Another problem is the idea of the population as unit of study, which prior to the HAIBP was seen as synonymous with the idea of a society. Between the 1960s and 1990s, the study of human adaptation and adaptability moved away from essentialized notions of population biology, as such explanations for the existence of species were increasingly replaced by evolutionary ones in biology more generally across the second half of the twentieth century (Sober 1980). Explanations of variation within a species offered by contemporary geneticists involve citations of gene frequencies and the evolutionary forces that affect those frequencies. In the same way that no species-specific essences are required or posited for the current study of biological variation more generally, the understanding of variation in human biology requires no population-specific essence (see chapter by Dunbar, this volume). However, inasmuch as culture is seen as an adaptive force in human adaptability, the population construct has re-emerged in the guise of specific cultures, societies and ethnic groups. These have not undergone similar de-essentialization by biological anthropologists. Definitions of culture might include proximity, history, language and identification (Brumann 1999), as well as shared and socially-tansmitted normative ideas and beliefs (Alexrod 1997). However, culture as ‘norms and rules that maintain heritable variation’ (Laland et al 2000, Wilson 2002) as conceived in the adaptability framework has largely excluded the dynamism of social and cultural process. For example, values, beliefs and knowledge might or might not be consensual within a society, and the extent of consensus or lack thereof can have consequences for human population biology. Furthermore, cultures cannot be assumed to be natural, unchanging kinds (Atran et al 2005), leading to questions of how the long-term study of human variation in particular societies might be interpreted and understood.

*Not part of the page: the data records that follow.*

/// Bucket key of a breakdown. The derived ordering is the order buckets are
/// reported in.
#[derive(Debug, Clone, PartialEq, Eq, PartialOrd, Ord)]
enum GroupKey {
    Day(NaiveDate),
    Weekday(u32),
    Hour(u32),
    RushHour(RushHour),
    DayType(DayType),
    Station(String),
    Line(String),
}

impl GroupKey {
    fn label(&self) -> String {
        match self {
            GroupKey::Day(date) => date.format("%Y-%m-%d").to_string(),
            GroupKey::Weekday(idx) => WEEKDAYS[*idx as usize % 7].to_string(),
            GroupKey::Hour(h) => format!("{:02}-{:02}", h, (h + 1) % 24),
            GroupKey::RushHour(r) => r.label().to_string(),
            GroupKey::DayType(DayType::Workday) => "Workday".to_string(),
            GroupKey::DayType(DayType::Weekend) => "Weekend".to_string(),
            GroupKey::Station(s) | GroupKey::Line(s) => s.clone(),
        }
    }
}

fn keys_for(sample: &ClassifiedSample, dimension: GroupBy, rush: &RushHourWindows) -> Vec<GroupKey> {
    match dimension {
        GroupBy::Day => vec![GroupKey::Day(sample.date())],
        GroupBy::Weekday => vec![GroupKey::Weekday(sample.weekday().num_days_from_monday())],
        GroupBy::Hour => vec![GroupKey::Hour(sample.hour())],
        GroupBy::RushHour => vec![GroupKey::RushHour(rush.classify(sample.timestamp.time()))],
        GroupBy::DayType => vec![GroupKey::DayType(DayType::of(sample.weekday()))],
        GroupBy::Station => sample
            .affected_stations
            .iter()
            .map(|s| GroupKey::Station(s.clone()))
            .collect(),
        GroupBy::Line => vec![GroupKey::Line(sample.line_id.clone())],
    }
}

/// Streaming reduction of classified samples into an [`AggregateMetric`].
///
/// Samples must be pushed in time order per line (lines may interleave).
/// Samples outside the window are ignored. With `exclude_downtime`, every
/// downtime placeholder and every sample of a `(line, day)` touched by
/// downtime is dropped from the denominator; otherwise placeholders count
/// as Unknown.
#[derive(Debug)]
pub struct Aggregator {
    window: AnalysisWindow,
    rush_hours: RushHourWindows,
    group_by: Vec<GroupBy>,
    exclude_downtime: bool,
    affected_days: HashSet<(String, NaiveDate)>,
    whole_days: HashSet<(String, NaiveDate)>,
    lines: BTreeSet<String>,
    counts: CategoryCounts,
    excluded: usize,
    groups: BTreeMap<GroupBy, BTreeMap<GroupKey, CategoryCounts>>,
    scores: DailyScores,
    events: EventTracker,
    stations: BTreeMap<String, usize>,
}

impl Aggregator {
    pub fn new(
        window: AnalysisWindow,
        downtime: &DowntimeReport,
        group_by: &[GroupBy],
        exclude_downtime: bool,
        config: &EngineConfig,
    ) -> Self {
        let mut dims: Vec<GroupBy> = group_by.to_vec();
        dims.sort();
        dims.dedup();

        Self {
            window,
            rush_hours: config.rush_hours,
            groups: dims.iter().map(|d| (*d, BTreeMap::new())).collect(),
            group_by: dims,
            exclude_downtime,
            affected_days: downtime.affected_days(),
            whole_days: downtime.whole_days(),
            lines: downtime.lines().into_iter().map(str::to_string).collect(),
            counts: CategoryCounts::default(),
            excluded: 0,
            scores: DailyScores::default(),
            events: EventTracker::new(config.sample_interval, config.downtime_threshold()),
            stations: BTreeMap::new(),
        }
    }

    pub fn push(&mut self, sample: &ClassifiedSample) {
        if !self.window.contains(sample.timestamp) {
            return;
        }
        self.lines.insert(sample.line_id.clone());

        // Scores describe what was observed, independent of the exclusion flag.
        if !sample.downtime {
            self.scores
                .observe(&sample.line_id, sample.date(), sample.category);
        }

        if self.exclude_downtime
            && (sample.downtime
                || self
                    .affected_days
                    .contains(&(sample.line_id.clone(), sample.date())))
        {
            self.excluded += 1;
            return;
        }

        self.counts.add(sample.category);

        for dim in &self.group_by {
            let buckets = self.groups.entry(*dim).or_default();
            for key in keys_for(sample, *dim, &self.rush_hours) {
                buckets.entry(key).or_default().add(sample.category);
            }
        }

        for station in &sample.affected_stations {
            *self.stations.entry(station.clone()).or_default() += 1;
        }

        if !sample.downtime {
            self.events.observe(sample);
        }
    }

    pub fn finish(self) -> AggregateMetric {
        let total = self.counts.total();

        let categories = Category::ALL
            .iter()
            .map(|c| {
                let count = self.counts.get(*c);
                CategoryShare {
                    category: *c,
                    label: c.label(),
                    count,
                    pct: pct(count, total),
                }
            })
            .collect();

        let breakdowns = self
            .groups
            .into_iter()
            .map(|(dimension, buckets)| GroupBreakdown {
                dimension,
                groups: buckets
                    .into_iter()
                    .map(|(key, counts)| GroupMetric {
                        key: key.label(),
                        total: counts.total(),
                        disruption_pct: pct(counts.disrupted(), counts.total()),
                        maintenance_pct: pct(counts.maintenance, counts.total()),
                        counts,
                    })
                    .collect(),
            })
            .collect();

        let daily_scores = self
            .scores
            .finish(self.window.days(), &self.lines, &self.whole_days);

        let mut station_impacts: Vec<StationImpact> = self
            .stations
            .into_iter()
            .map(|(station, samples)| StationImpact { station, samples })
            .collect();
        station_impacts.sort_by(|a, b| {
            b.samples
                .cmp(&a.samples)
                .then_with(|| a.station.cmp(&b.station))
        });

        let events = summarize(self.events.finish());

        debug!(
            included = total,
            excluded = self.excluded,
            events = events.count,
            "Aggregation finished"
        );

        AggregateMetric {
            window: self.window,
            exclude_downtime: self.exclude_downtime,
            method: METHOD_NOTE,
            included_samples: total,
            excluded_samples: self.excluded,
            disruption_pct: pct(self.counts.disrupted(), total),
            categories,
            breakdowns,
            daily_scores,
            events,
            station_impacts,
        }
    }
}

/// Aggregates a classified window in one call.
///
/// Downtime placeholders are synthesized from `downtime` and merged with the
/// observed samples; placeholders already present in `classified` are
/// ignored. Input order does not matter.
pub fn aggregate(
    classified: &[ClassifiedSample],
    downtime: &DowntimeReport,
    window: &AnalysisWindow,
    group_by: &[GroupBy],
    exclude_downtime: bool,
    config: &EngineConfig,
) -> AggregateMetric {
    let synthetic = placeholders(downtime, config);

    let mut rows: Vec<&ClassifiedSample> = classified
        .iter()
        .filter(|s| !s.downtime)
        .chain(synthetic.iter())
        .collect();
    rows.sort_by(|a, b| {
        a.line_id
            .cmp(&b.line_id)
            .then_with(|| a.timestamp.cmp(&b.timestamp))
    });

    let mut aggregator = Aggregator::new(*window, downtime, group_by, exclude_downtime, config);
    for row in rows {
        aggregator.push(row);
    }
    aggregator.finish()
}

The idea of environment in the adaptationist framework has also undergone change, increasingly including socially- and culturally-constructed environments. Humans manipulate and change local environments in their use of them and in relation to natural and social stress and social competition. Although some cultural structures may be seen as evolving as adaptive systems in response to environmental factors, culture is not primarily adaptive (Morphy, 1993). Furthermore, while behaviour may buffer against environmental stress effectively, environmental changes induced by behavioural responses often carry with them new stresses. In Wiley’s (1992) terms, adaptation in the broadest sense is ‘tracking a moving target’.